*WHAT TO WORK ON:* Give back only the lines in the records below from the one with "state; resolution has" to the one with "tied ids sorted", both inclusive, word for word.

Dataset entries
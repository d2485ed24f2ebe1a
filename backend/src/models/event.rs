//! Event logging for observability and replay.
//!
//! The presentation layer does not poll the engine; it redraws on state
//! changes. Every mutation the collaborator would react to is logged
//! here with the tick it happened on. With a fixed RNG seed the event
//! log is reproducible run to run.

use crate::core::slots::SlotId;
use crate::models::provider::ProviderId;

/// Engine event capturing a state change.
///
/// All events include a tick number for temporal ordering. Events are
/// logged in the order they occur within a tick.
#[derive(Debug, Clone, PartialEq)]
pub enum Event {
    /// Driver entered Running from Idle
    Started { tick: usize },

    /// Driver suspended; iteration timer frozen
    Paused { tick: usize },

    /// Driver resumed from Paused
    Resumed { tick: usize },

    /// Explicit stop; store and marker sets cleared
    Stopped { tick: usize },

    /// No eligible assignment remained; driver went Idle on its own
    AutoStopped { tick: usize },

    /// A new iteration passed its guard and sampled its stages
    IterationStarted { tick: usize },

    /// One stage of the iteration selected an assignment (now pending)
    StageSelected {
        tick: usize,
        stage: u8,
        provider: ProviderId,
        slot: SlotId,
    },

    /// A pending selection was finalized into the store
    Committed {
        tick: usize,
        provider: ProviderId,
        slot: SlotId,
    },

    /// A pending selection was abandoned because the slot was taken by
    /// another provider before its commit step
    CommitSkipped {
        tick: usize,
        provider: ProviderId,
        slot: SlotId,
    },

    /// Manual toggle from the collaborator; `committed` is the new state
    ManualToggle {
        tick: usize,
        provider: ProviderId,
        slot: SlotId,
        committed: bool,
    },

    /// Weights changed; the store was cleared
    WeightsChanged {
        tick: usize,
        freshness: f64,
        scarcity: f64,
    },
}

impl Event {
    /// Tick the event occurred on
    pub fn tick(&self) -> usize {
        match self {
            Event::Started { tick }
            | Event::Paused { tick }
            | Event::Resumed { tick }
            | Event::Stopped { tick }
            | Event::AutoStopped { tick }
            | Event::IterationStarted { tick }
            | Event::StageSelected { tick, .. }
            | Event::Committed { tick, .. }
            | Event::CommitSkipped { tick, .. }
            | Event::ManualToggle { tick, .. }
            | Event::WeightsChanged { tick, .. } => *tick,
        }
    }
}

/// Append-only log of engine events
#[derive(Debug, Clone, Default)]
pub struct EventLog {
    events: Vec<Event>,
}

impl EventLog {
    /// Create a new empty event log
    pub fn new() -> Self {
        Self::default()
    }

    /// Add an event to the log
    pub fn log(&mut self, event: Event) {
        self.events.push(event);
    }

    /// Get the number of events logged
    pub fn len(&self) -> usize {
        self.events.len()
    }

    /// Check if the log is empty
    pub fn is_empty(&self) -> bool {
        self.events.is_empty()
    }

    /// Get all events
    pub fn events(&self) -> &[Event] {
        &self.events
    }

    /// Get events for a specific tick
    pub fn events_at_tick(&self, tick: usize) -> Vec<&Event> {
        self.events.iter().filter(|e| e.tick() == tick).collect()
    }
}

#[cfg(test)]
mod tests {
    use super::*;

    #[test]
    fn test_log_and_query_by_tick() {
        let mut log = EventLog::new();
        assert!(log.is_empty());

        log.log(Event::Started { tick: 0 });
        log.log(Event::IterationStarted { tick: 0 });
        log.log(Event::Committed {
            tick: 3,
            provider: 1,
            slot: SlotId::new(9, 0),
        });

        assert_eq!(log.len(), 3);
        assert_eq!(log.events_at_tick(0).len(), 2);
        assert_eq!(log.events_at_tick(3).len(), 1);
        assert_eq!(log.events()[2].tick(), 3);
    }
}
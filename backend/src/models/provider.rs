//! Provider model
//!
//! A provider is a resource competing for slots. Each provider carries
//! an integer capacity attribute ("licenses", expected >= 1) that feeds
//! the scarcity term of the availability score.
//!
//! Providers are supplied externally at startup and are immutable in
//! this core: there is no add/remove.

use serde::{Deserialize, Serialize};

/// Provider identifier, assigned by the external collaborator.
///
/// The resolver tie-break sorts tied providers by this id ascending, so
/// ids must be comparable and stable for the lifetime of a session.
pub type ProviderId = u32;

/// A resource provider competing for slots
///
/// # Example
/// ```
/// use slot_allocator_core_rs::Provider;
///
/// let provider = Provider::new(3, "Dr. Alvarez".to_string(), 2);
/// assert_eq!(provider.id(), 3);
/// assert_eq!(provider.licenses(), 2);
/// ```
#[derive(Debug, Clone, PartialEq, Eq, Serialize, Deserialize)]
pub struct Provider {
    /// Unique identifier
    id: ProviderId,

    /// Name shown by the presentation layer; not consumed by core logic
    display_name: String,

    /// Capacity attribute. Zero is tolerated (the score function treats
    /// it as infinitely scarce) but >= 1 is the expected contract.
    licenses: u32,
}

impl Provider {
    /// Create a new provider
    pub fn new(id: ProviderId, display_name: String, licenses: u32) -> Self {
        Self {
            id,
            display_name,
            licenses,
        }
    }

    /// Provider identifier
    pub fn id(&self) -> ProviderId {
        self.id
    }

    /// Display name
    pub fn display_name(&self) -> &str {
        &self.display_name
    }

    /// License count
    pub fn licenses(&self) -> u32 {
        self.licenses
    }
}

#[cfg(test)]
mod tests {
    use super::*;

    #[test]
    fn test_provider_accessors() {
        let p = Provider::new(7, "Dr. Okafor".to_string(), 1);
        assert_eq!(p.id(), 7);
        assert_eq!(p.display_name(), "Dr. Okafor");
        assert_eq!(p.licenses(), 1);
    }
}
//! Scheduler engine
//!
//! Owns all engine state (grid, providers, weights, store, marker sets,
//! RNG, event log) and runs the iteration state machine:
//!
//! ```text
//! For each iteration:
//! 1. Guard: at most one iteration in flight, never overlap
//! 2. Clear NewlyCommitted and Pending marks
//! 3. H0 = resolve_all(store); empty => auto-stop
//! 4. Stage 1: sample the earliest 20% of H0
//! 5. Re-resolve against a working copy including stage 1
//! 6. Stage 2: sample the [0.2, 0.5) band of H1
//! 7. Stage 3: sample the [0.5, 0.7) band of H2 (only after stage 2)
//! 8. Mark selections Pending (immediately observable)
//! 9. After the reveal delay, commit one selection per commit step,
//!    a settle delay apart, moving each from Pending to NewlyCommitted
//! 10. Release the guard after the last commit
//! ```
//!
//! The collaborator drives the clock by calling `tick()` on its own
//! fixed period; all delays are expressed in ticks.
//!
//! # Determinism
//!
//! All randomness goes through the seeded `RngManager`. Same seed +
//! same command sequence = identical commits and event log.

use crate::core::slots::{SlotGrid, SlotId};
use crate::models::event::{Event, EventLog};
use crate::models::provider::{Provider, ProviderId};
use crate::models::store::CommitmentStore;
use crate::models::weights::Weights;
use crate::resolver::{self, Assignment};
use crate::rng::RngManager;
use crate::scheduler::sampling;
use serde::{Deserialize, Serialize};
use std::collections::BTreeSet;
use thiserror::Error;

/// Earliest fraction sampled by stage 1
const STAGE_ONE_FRAC: f64 = 0.2;
/// Rank-fraction band sampled by stage 2
const STAGE_TWO_BAND: (f64, f64) = (0.2, 0.5);
/// Rank-fraction band sampled by stage 3
const STAGE_THREE_BAND: (f64, f64) = (0.5, 0.7);

// ============================================================================
// Configuration Types
// ============================================================================

/// Complete scheduler configuration
#[derive(Debug, Clone, Serialize, Deserialize)]
pub struct SchedulerConfig {
    /// Providers competing for slots
    pub providers: Vec<ProviderConfig>,

    /// First hour of the scheduling window (inclusive)
    pub open_hour: u32,

    /// Last hour of the scheduling window (exclusive)
    pub close_hour: u32,

    /// Slot spacing in minutes
    pub step_minutes: u32,

    /// Freshness weight w1; w2 is its complement
    #[serde(default = "default_freshness_weight")]
    pub freshness_weight: f64,

    /// Driver timing and seeding
    #[serde(default)]
    pub driver: DriverConfig,
}

fn default_freshness_weight() -> f64 {
    0.5
}

/// Per-provider configuration
#[derive(Debug, Clone, Serialize, Deserialize)]
pub struct ProviderConfig {
    /// Unique provider identifier
    pub id: ProviderId,

    /// Name for the presentation layer
    pub display_name: String,

    /// License count (>= 1 expected)
    pub licenses: u32,
}

/// Driver timing configuration, all delays in ticks
#[derive(Debug, Clone, Serialize, Deserialize)]
pub struct DriverConfig {
    /// Ticks between iteration starts
    pub iteration_period_ticks: usize,

    /// Ticks a selection stays pending before its commit sequence starts
    pub reveal_delay_ticks: usize,

    /// Ticks between successive commits of one iteration
    pub settle_delay_ticks: usize,

    /// RNG seed; `None` seeds from the system clock
    pub rng_seed: Option<u64>,
}

impl Default for DriverConfig {
    fn default() -> Self {
        Self {
            iteration_period_ticks: 10,
            reveal_delay_ticks: 3,
            settle_delay_ticks: 1,
            rng_seed: None,
        }
    }
}

impl SchedulerConfig {
    /// Parse a configuration from a JSON scenario document
    pub fn from_json(json: &str) -> Result<Self, SchedulerError> {
        serde_json::from_str(json).map_err(|e| SchedulerError::InvalidConfig(e.to_string()))
    }
}

// ============================================================================
// Errors and result types
// ============================================================================

/// Scheduler error types
#[derive(Debug, Error, PartialEq)]
pub enum SchedulerError {
    /// Configuration validation error
    #[error("Invalid config: {0}")]
    InvalidConfig(String),

    /// Provider id not supplied at startup
    #[error("Unknown provider: {0}")]
    UnknownProvider(ProviderId),

    /// Slot id not part of the fixed grid
    #[error("Unknown slot: {0}")]
    UnknownSlot(SlotId),
}

/// Driver run state
#[derive(Debug, Clone, Copy, PartialEq, Eq, Serialize, Deserialize)]
pub enum RunState {
    /// Not running; no iterations scheduled
    Idle,
    /// Iterations fire on the configured period
    Running,
    /// Iteration timer frozen; an in-flight iteration may still finish
    Paused,
}

/// Result of a single tick
#[derive(Debug, Clone, PartialEq)]
pub struct TickResult {
    /// Tick number
    pub tick: usize,

    /// Whether a new iteration passed its guard this tick
    pub iteration_started: bool,

    /// Assignments finalized into the store this tick
    pub committed: Vec<Assignment>,

    /// Run state after the tick
    pub run_state: RunState,
}

// ============================================================================
// In-flight iteration
// ============================================================================

/// Commit-phase progress of the iteration currently in flight
#[derive(Debug, Clone)]
enum CommitPhase {
    /// Selections are pending and visible; commits start at `until_tick`
    Reveal { until_tick: usize },
    /// Committing selection `next` no earlier than `at_tick`
    Commit { next: usize, at_tick: usize },
}

/// One iteration past its guard: sampled selections plus phase
#[derive(Debug, Clone)]
struct InFlightIteration {
    /// Stage-ordered selections (stage 1 first)
    selections: Vec<Assignment>,
    phase: CommitPhase,
}

// ============================================================================
// Scheduler
// ============================================================================

/// Main engine facade: scoring, resolution, manual control, and the
/// simulation driver.
///
/// Single logical writer: every mutation goes through `&mut self`, so
/// iteration steps and manual commands can never interleave.
///
/// # Example
/// ```
/// use slot_allocator_core_rs::{
///     DriverConfig, ProviderConfig, RunState, Scheduler, SchedulerConfig,
/// };
///
/// let config = SchedulerConfig {
///     providers: vec![
///         ProviderConfig { id: 3, display_name: "A".to_string(), licenses: 1 },
///         ProviderConfig { id: 7, display_name: "B".to_string(), licenses: 2 },
///     ],
///     open_hour: 9,
///     close_hour: 10,
///     step_minutes: 10,
///     freshness_weight: 0.5,
///     driver: DriverConfig { rng_seed: Some(42), ..Default::default() },
/// };
///
/// let mut scheduler = Scheduler::new(config).unwrap();
/// scheduler.start();
/// while scheduler.run_state() != RunState::Idle {
///     scheduler.tick();
/// }
/// assert!(scheduler.resolve_all().is_empty());
/// ```
pub struct Scheduler {
    /// Fixed slot sequence
    grid: SlotGrid,

    /// Providers in supplied order; the resolver sorts ties itself
    providers: Vec<Provider>,

    /// Current score weights
    weights: Weights,

    /// Authoritative commitments
    store: CommitmentStore,

    /// Driver run state
    run_state: RunState,

    /// Ticks elapsed since construction
    clock: usize,

    /// Tick the next iteration is due at (while Running)
    next_iteration_tick: usize,

    /// Ticks left until the next iteration, captured on pause
    paused_ticks_remaining: usize,

    /// Iteration currently past its guard, if any
    in_flight: Option<InFlightIteration>,

    /// Selections sampled but not yet committed this iteration
    pending: BTreeSet<(ProviderId, SlotId)>,

    /// Pairs committed during the most recently completed iteration
    newly_committed: BTreeSet<(ProviderId, SlotId)>,

    /// Deterministic RNG for band sampling
    rng: RngManager,

    /// Driver timing
    driver_config: DriverConfig,

    /// Event log (all engine events)
    event_log: EventLog,
}
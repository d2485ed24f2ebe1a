//! Assignment Resolver
//!
//! Determines which provider currently "owns" (is eligible to claim)
//! each slot, given the commitment state. Pure passes over read-only
//! state; resolution has no side effects and is fully deterministic,
//! including the tie-break.

use crate::core::slots::{SlotGrid, SlotId};
use crate::models::provider::{Provider, ProviderId};
use crate::models::store::CommitmentStore;
use crate::models::weights::Weights;
use crate::scoring::{score, truncate2};

/// One resolved (slot, provider) eligibility pair
#[derive(Debug, Clone, Copy, PartialEq, Eq)]
pub struct Assignment {
    pub slot: SlotId,
    pub provider: ProviderId,
}

/// Resolve the currently eligible provider for one slot.
///
/// Returns `None` once any provider holds the slot: a committed slot is
/// consumed for all providers, not just its holder. Otherwise every
/// provider is scored, scores are truncated to two decimals, and the
/// maximum wins. Ties are broken deterministically: tied ids sorted
/// ascending, indexed by `slot.component_sum() mod ties.len()`.
pub fn resolve(
    slot: SlotId,
    providers: &[Provider],
    store: &CommitmentStore,
    total_slots: usize,
    weights: &Weights,
) -> Option<ProviderId> {
    if store.slot_taken(slot) {
        return None;
    }

    let mut best = f64::NEG_INFINITY;
    let mut tied: Vec<ProviderId> = Vec::new();
    for provider in providers {
        let s = truncate2(score(provider, store, total_slots, weights));
        if s > best {
            best = s;
            tied.clear();
            tied.push(provider.id());
        } else if s == best {
            tied.push(provider.id());
        }
    }

    if tied.is_empty() {
        return None;
    }
    if tied.len() == 1 {
        return Some(tied[0]);
    }

    tied.sort_unstable();
    let h = slot.component_sum() as usize;
    Some(tied[h % tied.len()])
}

/// Resolve every slot in the grid, in the grid's time order.
///
/// Slots with no eligible provider are omitted. This ordered sequence
/// is what the driver's percentile bands sample from.
pub fn resolve_all(
    grid: &SlotGrid,
    providers: &[Provider],
    store: &CommitmentStore,
    weights: &Weights,
) -> Vec<Assignment> {
    grid.iter()
        .filter_map(|slot| {
            resolve(slot, providers, store, grid.len(), weights)
                .map(|provider| Assignment { slot, provider })
        })
        .collect()
}
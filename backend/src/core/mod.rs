//! Core primitives: the fixed slot grid

pub mod slots;

pub use slots::{SlotGrid, SlotId};
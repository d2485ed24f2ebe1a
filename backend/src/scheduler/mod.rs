//! Simulation driver
//!
//! The `Scheduler` owns all engine state and runs the timed, three-stage
//! iteration state machine over the resolver's output.
//!
//! See `engine.rs` for the state machine, `sampling.rs` for the
//! percentile-band sampling it draws from.

pub mod engine;
pub mod sampling;

// Re-export main types for convenience
pub use engine::{
    DriverConfig, ProviderConfig, RunState, Scheduler, SchedulerConfig, SchedulerError, TickResult,
};
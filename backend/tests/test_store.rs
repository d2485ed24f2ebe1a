//! Integration tests for the Commitment Store

use slot_allocator_core_rs::{CommitmentStore, SlotId};

#[test]
fn test_manual_toggle_round_trip() {
    let mut store = CommitmentStore::new();
    let slot = SlotId::new(10, 0);

    assert!(store.toggle(1, slot), "first toggle commits");
    assert!(store.is_committed(1, slot));

    assert!(!store.toggle(1, slot), "second toggle removes");
    assert!(store.is_empty());
}

#[test]
fn test_commit_never_fails_and_never_duplicates() {
    let mut store = CommitmentStore::new();
    let slot = SlotId::new(10, 0);

    for _ in 0..5 {
        store.commit(4, slot);
    }
    assert_eq!(store.len(), 1);
    assert_eq!(store.count(4), 1);
}

#[test]
fn test_commit_after_manual_toggle_is_idempotent() {
    let mut store = CommitmentStore::new();
    let slot = SlotId::new(10, 0);

    store.toggle(4, slot);
    store.commit(4, slot);
    assert_eq!(store.len(), 1);

    // A later manual toggle can still remove the pair.
    assert!(!store.toggle(4, slot));
    assert!(store.is_empty());
}

#[test]
fn test_counts_and_holders_across_providers() {
    let mut store = CommitmentStore::new();
    store.commit(1, SlotId::new(9, 0));
    store.commit(1, SlotId::new(9, 30));
    store.commit(2, SlotId::new(10, 0));

    assert_eq!(store.count(1), 2);
    assert_eq!(store.count(2), 1);
    assert_eq!(store.holder_of(SlotId::new(10, 0)), Some(2));
    assert_eq!(store.holder_of(SlotId::new(10, 30)), None);
}

#[test]
fn test_clear_empties_everything() {
    let mut store = CommitmentStore::new();
    store.commit(1, SlotId::new(9, 0));
    store.commit(2, SlotId::new(9, 10));

    store.clear();

    assert!(store.is_empty());
    assert_eq!(store.count(1), 0);
    assert!(!store.slot_taken(SlotId::new(9, 0)));
}

#[test]
fn test_iteration_order_is_deterministic() {
    let mut a = CommitmentStore::new();
    let mut b = CommitmentStore::new();

    // Same pairs, different insertion order.
    a.commit(2, SlotId::new(9, 0));
    a.commit(1, SlotId::new(10, 0));
    b.commit(1, SlotId::new(10, 0));
    b.commit(2, SlotId::new(9, 0));

    let pairs_a: Vec<_> = a.iter().collect();
    let pairs_b: Vec<_> = b.iter().collect();
    assert_eq!(pairs_a, pairs_b);
}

*YOUR RESPONSE:*
//! state; resolution has no side effects and is fully deterministic,
//! including the tie-break.

use crate::core::slots::{SlotGrid, SlotId};
use crate::models::provider::{Provider, ProviderId};
use crate::models::store::CommitmentStore;
use crate::models::weights::Weights;
use crate::scoring::{score, truncate2};

/// One resolved (slot, provider) eligibility pair
#[derive(Debug, Clone, Copy, PartialEq, Eq)]
pub struct Assignment {
    pub slot: SlotId,
    pub provider: ProviderId,
}

/// Resolve the currently eligible provider for one slot.
///
/// Returns `None` once any provider holds the slot: a committed slot is
/// consumed for all providers, not just its holder. Otherwise every
/// provider is scored, scores are truncated to two decimals, and the
/// maximum wins. Ties are broken deterministically: tied ids sorted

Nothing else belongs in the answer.